It's been what? day 14? 15? of community quarantine and at this point, even those who are so used to staying at home or maybe even the introverts who have been trained for this their entire life already feel uneasy. I thought the quarantine would be no different for me, but honestly, it is.
First, my all-expense paid trip to Vietnam was cancelled. Second, I just had a haircut and I will never get the chance to show off my Dora the Explorer fringe in public. So before this gets long enough for me to cut again, I'll share this now while I still don't look like Spock.
It has been a decade since I did when-boredom-strikes selfies. Konti na lang magti-TikTok na ako. |
Recently, I also find myself checking the fridge over and over again in hopes that something else shows up other than the unknown mysteries I discovered in it—probably the nasty kind that have been there since God knows when that even my inner cleaning lady would dare not touch.
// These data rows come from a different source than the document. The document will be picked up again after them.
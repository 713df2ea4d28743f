//! Test fixtures and helpers.
//!
//! Common setup code for integration tests.

use std::sync::atomic::{AtomicBool, Ordering};

use async_trait::async_trait;

use proof_registry::{FixedClock, RegistryConfig, RegistryService};
use proof_registry_core::{
    Call, Context, DataHash, EventRecord, Identity, Keypair, Proof, ProofId, RegistrySnapshot,
    SignedCall, Timestamp, Transition,
};
use proof_registry_store::{MemoryStore, Store, StoreError};

/// Start time used by every fixture clock: 2025-01-14T16:00:00Z.
pub const T0: Timestamp = 1_736_870_400_000;

/// A deterministic keypair for party `n`.
pub fn party(n: u8) -> Keypair {
    let mut seed = [0u8; 32];
    seed[0] = n;
    seed[31] = 0x5a;
    Keypair::from_seed(&seed)
}

/// Create multiple keypairs for multi-party tests.
pub fn multi_party(count: u8) -> Vec<Keypair> {
    (1..=count).map(party).collect()
}

/// A non-zero hash with every byte set to `n`.
///
/// # Panics
///
/// Panics if `n` is zero.
pub fn hash(n: u8) -> DataHash {
    assert_ne!(n, 0, "the all-zero hash is reserved");
    DataHash::from_bytes([n; 32])
}

/// A registry service over a store, with a fixed clock and a known admin.
pub struct TestFixture<S: Store = MemoryStore> {
    pub admin: Keypair,
    pub service: RegistryService<S, FixedClock>,
}

impl TestFixture<MemoryStore> {
    /// A fresh in-memory registry administered by `party(0)`.
    pub async fn new() -> Self {
        Self::with_store(MemoryStore::new()).await
    }
}

impl<S: Store + 'static> TestFixture<S> {
    /// Open a service over `store` administered by `party(0)`.
    ///
    /// # Panics
    ///
    /// Panics if the store cannot be opened.
    pub async fn with_store(store: S) -> Self {
        let admin = party(0);
        let service = RegistryService::open_with_clock(
            store,
            RegistryConfig::new(admin.identity()),
            FixedClock::new(T0),
        )
        .await
        .expect("open registry service");

        Self { admin, service }
    }

    /// A context for `who` at the fixture's current time.
    pub fn ctx(&self, who: &Keypair) -> Context {
        self.service.context_for(who.identity())
    }

    /// Move the fixture clock forward.
    pub fn advance(&self, millis: i64) {
        self.service.clock().advance(millis);
    }

    /// Sign `call` as `who` against the service's current log head.
    pub async fn signed(&self, who: &Keypair, call: Call) -> SignedCall {
        SignedCall::sign(who, self.service.head_seq().await, call)
    }

    /// Register `hash(n)` as `who` with a subject derived from `n`.
    ///
    /// # Panics
    ///
    /// Panics if the registration is rejected.
    pub async fn register(&self, who: &Keypair, n: u8) -> ProofId {
        self.service
            .register(hash(n), &format!("doc-{n}"), "", &self.ctx(who))
            .await
            .expect("register")
    }
}

/// A store wrapper whose commits can be made to fail on demand.
pub struct FaultyStore<S> {
    inner: S,
    fail_commits: AtomicBool,
}

impl<S: Store> FaultyStore<S> {
    pub fn new(inner: S) -> Self {
        Self {
            inner,
            fail_commits: AtomicBool::new(false),
        }
    }

    /// Make every following commit fail (or succeed again).
    pub fn set_failing(&self, failing: bool) {
        self.fail_commits.store(failing, Ordering::SeqCst);
    }

    pub fn inner(&self) -> &S {
        &self.inner
    }
}

#[async_trait]
impl<S: Store> Store for FaultyStore<S> {
    async fn initialize(&self, admin: &Identity) -> proof_registry_store::Result<()> {
        self.inner.initialize(admin).await
    }

    async fn load_snapshot(&self) -> proof_registry_store::Result<Option<RegistrySnapshot>> {
        self.inner.load_snapshot().await
    }

    async fn commit(&self, transition: &Transition) -> proof_registry_store::Result<u64> {
        if self.fail_commits.load(Ordering::SeqCst) {
            return Err(StoreError::Io(std::io::Error::other("injected commit failure")));
        }
        self.inner.commit(transition).await
    }

    async fn get_proof(&self, id: ProofId) -> proof_registry_store::Result<Option<Proof>> {
        self.inner.get_proof(id).await
    }

    async fn events_since(&self, after_seq: u64) -> proof_registry_store::Result<Vec<EventRecord>> {
        self.inner.events_since(after_seq).await
    }

    async fn event_count(&self) -> proof_registry_store::Result<u64> {
        self.inner.event_count().await
    }
}
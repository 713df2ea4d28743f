//! # Proof Registry
//!
//! A registry of content-hash attestations: callers register the hash of a
//! piece of data, anyone can check whether a hash is on record, and the
//! submitter can later deactivate it.
//!
//! ## Overview
//!
//! - **Proofs**: Immutable records of (submitter, hash, labels, time)
//! - **Soft delete**: Deactivation only flips `is_active`; records never go away
//! - **Admin**: A single role-holder that can only hand the role on
//! - **Events**: Every mutation appends one event to a sequenced log
//!
//! ## Usage
//!
//! ```rust,no_run
//! use proof_registry::{RegistryConfig, RegistryService};
//! use proof_registry::core::{DataHash, Keypair};
//! use proof_registry::store::SqliteStore;
//!
//! async fn example() {
//!     let admin = Keypair::generate();
//!     let alice = Keypair::generate();
//!
//!     let store = SqliteStore::open("registry.db").unwrap();
//!     let service = RegistryService::open(store, RegistryConfig::new(admin.identity()))
//!         .await
//!         .unwrap();
//!
//!     let ctx = service.context_for(alice.identity());
//!     let hash = DataHash::of(b"contract.pdf contents");
//!     let id = service.register(hash, "contract.pdf", "deal-42", &ctx).await.unwrap();
//!
//!     let v = service.verify_hash(&hash).await;
//!     assert!(v.exists && v.active && v.id == id);
//! }
//! ```
//!
//! ## Re-exports
//!
//! - `proof_registry::core` - Registry state machine and primitives
//! - `proof_registry::store` - Storage abstraction and SQLite

pub mod clock;
pub mod error;
pub mod service;

// Re-export component crates
pub use proof_registry_core as core;
pub use proof_registry_store as store;

// Re-export main types for convenience
pub use clock::{Clock, FixedClock, SystemClock};
pub use error::{Result, ServiceError};
pub use service::{CallOutcome, RegistryConfig, RegistryService};

// Re-export commonly used core types
pub use proof_registry_core::{
    Call, Context, DataHash, EventRecord, Identity, Keypair, Proof, ProofId, RegistryError,
    RegistryEvent, SignedCall, Verification,
};
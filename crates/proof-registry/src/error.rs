//! Error types for the registry service.

use proof_registry_core::{CoreError, RegistryError};
use proof_registry_store::StoreError;
use thiserror::Error;

/// Errors that can occur during service operations.
#[derive(Debug, Error)]
pub enum ServiceError {
    /// The registry rejected the operation. Nothing was changed.
    #[error("rejected: {0}")]
    Rejected(#[from] RegistryError),

    /// Signature, encoding or invariant failure.
    #[error("core error: {0}")]
    Core(#[from] CoreError),

    /// Storage error. Nothing was changed.
    #[error("storage error: {0}")]
    Store(#[from] StoreError),

    /// A signed call was made against an older log position.
    #[error("stale call: signed at seq {base_seq}, log is at {head}")]
    StaleCall { base_seq: u64, head: u64 },

    /// The commit task panicked or was cancelled by runtime shutdown.
    #[error("commit task failed: {0}")]
    Task(String),
}

impl ServiceError {
    /// The registry rejection, if this is one.
    pub fn rejection(&self) -> Option<&RegistryError> {
        match self {
            Self::Rejected(e) | Self::Core(CoreError::Registry(e)) => Some(e),
            _ => None,
        }
    }
}

/// Result type for service operations.
pub type Result<T> = std::result::Result<T, ServiceError>;
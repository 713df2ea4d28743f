//! # Proof Registry Store
//!
//! Storage abstraction for the proof registry. Provides a trait-based
//! interface for registry persistence with SQLite and in-memory
//! implementations.
//!
//! ## Overview
//!
//! The store abstracts persistence behind the [`Store`] trait, allowing the
//! registry service to be storage-agnostic. The primary implementation is
//! [`SqliteStore`], with [`MemoryStore`] for testing.
//!
//! ## Key Types
//!
//! - [`Store`] - The async trait for all storage operations
//! - [`StoreExt`] - Load-or-initialize helper
//! - [`SqliteStore`] - SQLite-based persistent storage
//! - [`MemoryStore`] - In-memory storage for tests
//!
//! ## Usage
//!
//! ```rust,no_run
//! use proof_registry_store::{SqliteStore, Store, StoreExt};
//! use proof_registry_core::Keypair;
//!
//! async fn example() {
//!     let store = SqliteStore::open("registry.db").unwrap();
//!     let admin = Keypair::generate().identity();
//!
//!     // Fresh stores get an admin; existing ones keep theirs.
//!     let snapshot = store.load_or_initialize(&admin).await.unwrap();
//!     println!("{} proofs on record", snapshot.proofs.len());
//! }
//! ```
//!
//! ## Design Notes
//!
//! - **Atomic commits**: a transition and its event are written in one
//!   transaction
//! - **Dense ids**: registrations must arrive in id order
//! - **Versioned schema**: see [`migration`]

pub mod error;
pub mod memory;
pub mod migration;
pub mod sqlite;
pub mod traits;

pub use error::{Result, StoreError};
pub use memory::MemoryStore;
pub use sqlite::SqliteStore;
pub use traits::{Store, StoreExt};
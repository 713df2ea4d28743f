//! Identities and signatures.
//!
//! Identities are Ed25519 public keys. The all-zero identity is reserved to
//! mean "nobody" and is never a valid submitter or admin.

use ed25519_dalek::{Signature as DalekSignature, Signer, SigningKey, Verifier, VerifyingKey};
use serde::{Deserialize, Serialize};
use std::fmt;

use crate::error::CoreError;

/// A 32-byte identity (Ed25519 public key).
#[derive(Clone, Copy, PartialEq, Eq, PartialOrd, Ord, Hash, Serialize, Deserialize)]
pub struct Identity(pub [u8; 32]);

impl Identity {
    /// Create from raw bytes.
    pub const fn from_bytes(bytes: [u8; 32]) -> Self {
        Self(bytes)
    }

    /// Get the raw bytes.
    pub const fn as_bytes(&self) -> &[u8; 32] {
        &self.0
    }

    /// Whether this is the reserved zero identity.
    pub fn is_zero(&self) -> bool {
        self.0 == [0u8; 32]
    }

    /// Convert to hex string.
    pub fn to_hex(&self) -> String {
        hex::encode(self.0)
    }

    /// Parse from hex string.
    pub fn from_hex(s: &str) -> Result<Self, hex::FromHexError> {
        let bytes = hex::decode(s)?;
        if bytes.len() != 32 {
            return Err(hex::FromHexError::InvalidStringLength);
        }
        let mut arr = [0u8; 32];
        arr.copy_from_slice(&bytes);
        Ok(Self(arr))
    }

    /// Verify a signature made by this identity over a message.
    pub fn verify(&self, message: &[u8], signature: &Signature) -> Result<(), CoreError> {
        let verifying_key =
            VerifyingKey::from_bytes(&self.0).map_err(|_| CoreError::InvalidPublicKey)?;
        let sig = DalekSignature::from_bytes(&signature.0);

        verifying_key
            .verify(message, &sig)
            .map_err(|_| CoreError::InvalidSignature)
    }

    /// The zero identity.
    pub const ZERO: Self = Self([0u8; 32]);
}

impl fmt::Debug for Identity {
    fn fmt(&self, f: &mut fmt::Formatter<'_>) -> fmt::Result {
        write!(f, "Identity({})", &self.to_hex()[..16])
    }
}

impl fmt::Display for Identity {
    fn fmt(&self, f: &mut fmt::Formatter<'_>) -> fmt::Result {
        write!(f, "{}", &self.to_hex()[..16])
    }
}

impl AsRef<[u8]> for Identity {
    fn as_ref(&self) -> &[u8] {
        &self.0
    }
}

impl From<[u8; 32]> for Identity {
    fn from(bytes: [u8; 32]) -> Self {
        Self(bytes)
    }
}

/// A 64-byte Ed25519 signature.
#[derive(Clone, Copy, PartialEq, Eq)]
pub struct Signature(pub [u8; 64]);

impl Signature {
    /// Create from raw bytes.
    pub const fn from_bytes(bytes: [u8; 64]) -> Self {
        Self(bytes)
    }

    /// Get the raw bytes.
    pub const fn as_bytes(&self) -> &[u8; 64] {
        &self.0
    }

    /// Convert to hex string.
    pub fn to_hex(&self) -> String {
        hex::encode(self.0)
    }
}

impl fmt::Debug for Signature {
    fn fmt(&self, f: &mut fmt::Formatter<'_>) -> fmt::Result {
        write!(f, "Signature({}...)", &self.to_hex()[..16])
    }
}

impl From<[u8; 64]> for Signature {
    fn from(bytes: [u8; 64]) -> Self {
        Self(bytes)
    }
}

/// A signing keypair; its public half is an [`Identity`].
#[derive(Clone)]
pub struct Keypair {
    signing_key: SigningKey,
}

impl Keypair {
    /// Generate a new random keypair.
    pub fn generate() -> Self {
        let mut rng = rand::thread_rng();
        let signing_key = SigningKey::generate(&mut rng);
        Self { signing_key }
    }

    /// Create from a 32-byte seed.
    pub fn from_seed(seed: &[u8; 32]) -> Self {
        Self {
            signing_key: SigningKey::from_bytes(seed),
        }
    }

    /// The identity this keypair signs as.
    pub fn identity(&self) -> Identity {
        Identity(self.signing_key.verifying_key().to_bytes())
    }

    /// Sign a message.
    pub fn sign(&self, message: &[u8]) -> Signature {
        Signature(self.signing_key.sign(message).to_bytes())
    }
}

impl fmt::Debug for Keypair {
    fn fmt(&self, f: &mut fmt::Formatter<'_>) -> fmt::Result {
        write!(f, "Keypair({:?})", self.identity())
    }
}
The quarantine period has not gotten me as productive as I should be. The intricately designed cobwebs I found on my book shelf and the ever-growing laundry I said I'll do two weeks ago will tell you so. Instead, I spent a stupid amount of time fussing over how a week's worth of my favorite strawberry biscuits were gone in one go.
Yep. |
So if you got first-world problems even if you are living in a third-world country, you do not need to feel guilty or ashamed about it. Just because you have a roof over your head and food on the table does not mean you are not allowed to feel frustrated because others have it worse. Who says your trivial complaints are not valid? If you need a little huff and puff for your own sanity, then by all means, do so. Process your feelings no matter how small you think it is. Your mental health will thank you later.